Enjoying increasing autonomy and soaring budgets, the PLA of late appears ready to upstage even the Communist Party of China. Ideologically adrift, the party is becoming dependent on the PLA for its political legitimacy and to ensure domestic order. The PLA sees itself as the power behind the throne, encouraging it to assert its primacy.
China’s expanding ‘core interests’ and its willingness to take on several neighbours simultaneously point to how the PLA is calling the shots. With the PLA gaining political muscle and boasting financial assets and enterprises across the nation, it is seizing opportunities to nibble at neighbouring countries’ territories, besides driving an increasingly muscular foreign policy.
The more powerful the PLA has become at the expense of the civilian collective leadership, the more China has presented itself as a tiger on the prowl by discarding Deng Xiaoping’s dictum ‘tao guang yang hui’ (keep a low profile and not bare your capabilities). It is as if China has decided that its moment has finally arrived.
This structural transformation parallels the one that occurred in Imperial Japan, which rose dramatically as a world power in one generation after the 1868 Meiji Restoration.

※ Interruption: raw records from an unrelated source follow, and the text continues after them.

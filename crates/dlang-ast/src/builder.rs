//! Arena-backed convenience constructors for AST nodes.
//!
//! Front ends and tests use [`AstBuilder`] to assemble trees without spelling
//! out every span. Each node gets a fresh span on its own line so diagnostics
//! can tell nodes apart.

use std::cell::Cell;

use bumpalo::Bump;
use dlang_core::Span;

use crate::{
    BinaryExpr, BinaryOp, Block, BreakStmt, CallExpr, Expr, ExprStmt, FunctionDecl, FunctionType,
    Ident, IfStmt, LiteralExpr, LiteralKind, Module, Param, PathExpr, ReturnStmt, Stmt, TypeRef,
    UnaryExpr, UnaryOp, VarDeclStmt,
};

/// Builds AST nodes inside a [`Bump`] arena.
pub struct AstBuilder<'ast> {
    arena: &'ast Bump,
    next_line: Cell<u32>,
}

impl<'ast> AstBuilder<'ast> {
    pub fn new(arena: &'ast Bump) -> Self {
        Self {
            arena,
            next_line: Cell::new(1),
        }
    }

    /// The arena nodes are allocated in.
    pub fn arena(&self) -> &'ast Bump {
        self.arena
    }

    /// A fresh span on the next unused line.
    pub fn span(&self) -> Span {
        let line = self.next_line.get();
        self.next_line.set(line + 1);
        Span::new(line, 1, 1)
    }

    pub fn ident(&self, name: &str) -> Ident<'ast> {
        Ident::new(self.arena.alloc_str(name), self.span())
    }

    pub fn type_ref(&self, name: &str) -> TypeRef<'ast> {
        TypeRef::named(self.ident(name))
    }

    // ------------------------------------------------------------------
    // Expressions
    // ------------------------------------------------------------------

    fn expr(&self, expr: Expr<'ast>) -> &'ast Expr<'ast> {
        self.arena.alloc(expr)
    }

    pub fn int(&self, value: i64) -> &'ast Expr<'ast> {
        self.literal(LiteralKind::Int(value))
    }

    pub fn bool(&self, value: bool) -> &'ast Expr<'ast> {
        self.literal(LiteralKind::Bool(value))
    }

    pub fn string(&self, value: &str) -> &'ast Expr<'ast> {
        let value = self.arena.alloc_str(value);
        self.literal(LiteralKind::String(value))
    }

    fn literal(&self, kind: LiteralKind<'ast>) -> &'ast Expr<'ast> {
        self.expr(Expr::Literal(LiteralExpr {
            kind,
            span: self.span(),
        }))
    }

    pub fn path(&self, name: &str) -> &'ast Expr<'ast> {
        let ident = self.ident(name);
        self.expr(Expr::Path(PathExpr {
            ident,
            span: ident.span,
        }))
    }

    pub fn binary(
        &self,
        left: &'ast Expr<'ast>,
        op: BinaryOp,
        right: &'ast Expr<'ast>,
    ) -> &'ast Expr<'ast> {
        let node = self.arena.alloc(BinaryExpr {
            left,
            op,
            right,
            span: left.span().to(right.span()),
        });
        self.expr(Expr::Binary(node))
    }

    pub fn unary(&self, op: UnaryOp, operand: &'ast Expr<'ast>) -> &'ast Expr<'ast> {
        let node = self.arena.alloc(UnaryExpr {
            op,
            operand,
            span: self.span(),
        });
        self.expr(Expr::Unary(node))
    }

    pub fn call(&self, callee: &str, args: &[Expr<'ast>]) -> &'ast Expr<'ast> {
        let node = self.arena.alloc(CallExpr {
            callee: self.path(callee),
            args: self.arena.alloc_slice_copy(args),
            span: self.span(),
        });
        self.expr(Expr::Call(node))
    }

    /// A block used in expression position.
    pub fn block_expr(&self, stmts: &[Stmt<'ast>]) -> &'ast Expr<'ast> {
        let block = self.arena.alloc(self.block(stmts));
        self.expr(Expr::Block(block))
    }

    // ------------------------------------------------------------------
    // Statements
    // ------------------------------------------------------------------

    pub fn block(&self, stmts: &[Stmt<'ast>]) -> Block<'ast> {
        Block {
            stmts: self.arena.alloc_slice_copy(stmts),
            span: self.span(),
        }
    }

    pub fn expr_stmt(&self, expr: &'ast Expr<'ast>) -> Stmt<'ast> {
        Stmt::Expr(ExprStmt {
            expr,
            span: expr.span(),
        })
    }

    /// `let name = init;`
    pub fn let_stmt(&self, name: &str, init: &'ast Expr<'ast>) -> Stmt<'ast> {
        self.var_decl(name, None, Some(init))
    }

    /// `let name;`
    pub fn let_uninit(&self, name: &str) -> Stmt<'ast> {
        self.var_decl(name, None, None)
    }

    /// `let name: ty = init;` with optional pieces.
    pub fn var_decl(
        &self,
        name: &str,
        ty: Option<&str>,
        init: Option<&'ast Expr<'ast>>,
    ) -> Stmt<'ast> {
        let name = self.ident(name);
        Stmt::VarDecl(VarDeclStmt {
            name,
            ty: ty.map(|ty| self.type_ref(ty)),
            init,
            mutable: false,
            span: name.span,
        })
    }

    pub fn if_stmt(&self, condition: &'ast Expr<'ast>, then_stmts: &[Stmt<'ast>]) -> Stmt<'ast> {
        let then_block = self.arena.alloc(self.block(then_stmts));
        Stmt::If(self.arena.alloc(IfStmt {
            condition,
            then_block,
            else_block: None,
            span: self.span(),
        }))
    }

    pub fn return_stmt(&self, value: Option<&'ast Expr<'ast>>) -> Stmt<'ast> {
        Stmt::Return(ReturnStmt {
            value,
            span: self.span(),
        })
    }

    pub fn break_stmt(&self) -> Stmt<'ast> {
        Stmt::Break(BreakStmt { span: self.span() })
    }

    // ------------------------------------------------------------------
    // Declarations
    // ------------------------------------------------------------------

    /// `fn name(params) { body }` with unannotated parameters.
    pub fn function(&self, name: &str, params: &[&str], body: Block<'ast>) -> Stmt<'ast> {
        self.function_with_result(name, params, None, body)
    }

    /// `fn name(params) -> result { body }`.
    pub fn function_with_result(
        &self,
        name: &str,
        params: &[&str],
        result: Option<&str>,
        body: Block<'ast>,
    ) -> Stmt<'ast> {
        let name = self.ident(name);
        let params: Vec<Param<'ast>> = params
            .iter()
            .map(|p| {
                let ident = self.ident(p);
                Param {
                    name: ident,
                    ty: None,
                    span: ident.span,
                }
            })
            .collect();
        let signature = FunctionType {
            params: self.arena.alloc_slice_copy(&params),
            result: result.map(|r| self.type_ref(r)),
            span: self.span(),
        };
        Stmt::Function(FunctionDecl {
            name,
            signature,
            body,
            span: name.span,
        })
    }

    pub fn module(&self, items: &[Stmt<'ast>]) -> Module<'ast> {
        Module {
            items: self.arena.alloc_slice_copy(items),
            span: Span::new(1, 1, 0),
        }
    }
}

Boosted by war victories against Manchu-ruled China and Tsarist Russia, the Japanese military gradually went on to dictate terms to the civilian government, opening the path to aggression and conquest.
The PLA’s increasing clout has led China to resurrect territorial and maritime disputes and assert new sovereignty claims. Such assertiveness also helps the party to turn nationalism into the legitimating credo of its monopoly on power. But as the latest Ladakh intrusions show, the PLA is ready to strike even at the risk of drawing attention to the wrong issues during a Chinese presidential visit.
Whereas the Indian military continues to be shut out from the policymaking loop in a way unmatched in any other established democracy, the PLA has repeatedly blindsided government leaders with military actions, weapon displays or hawkish statements, prompting US defence secretary Robert Gates in 2011 to warn of “a disconnect between the military and the civilian leadership” in China. The recent rise of a new Chinese dynasty of ‘princelings’ or sons of revolutionary heroes who have close contacts in the military has narrowed that disconnect.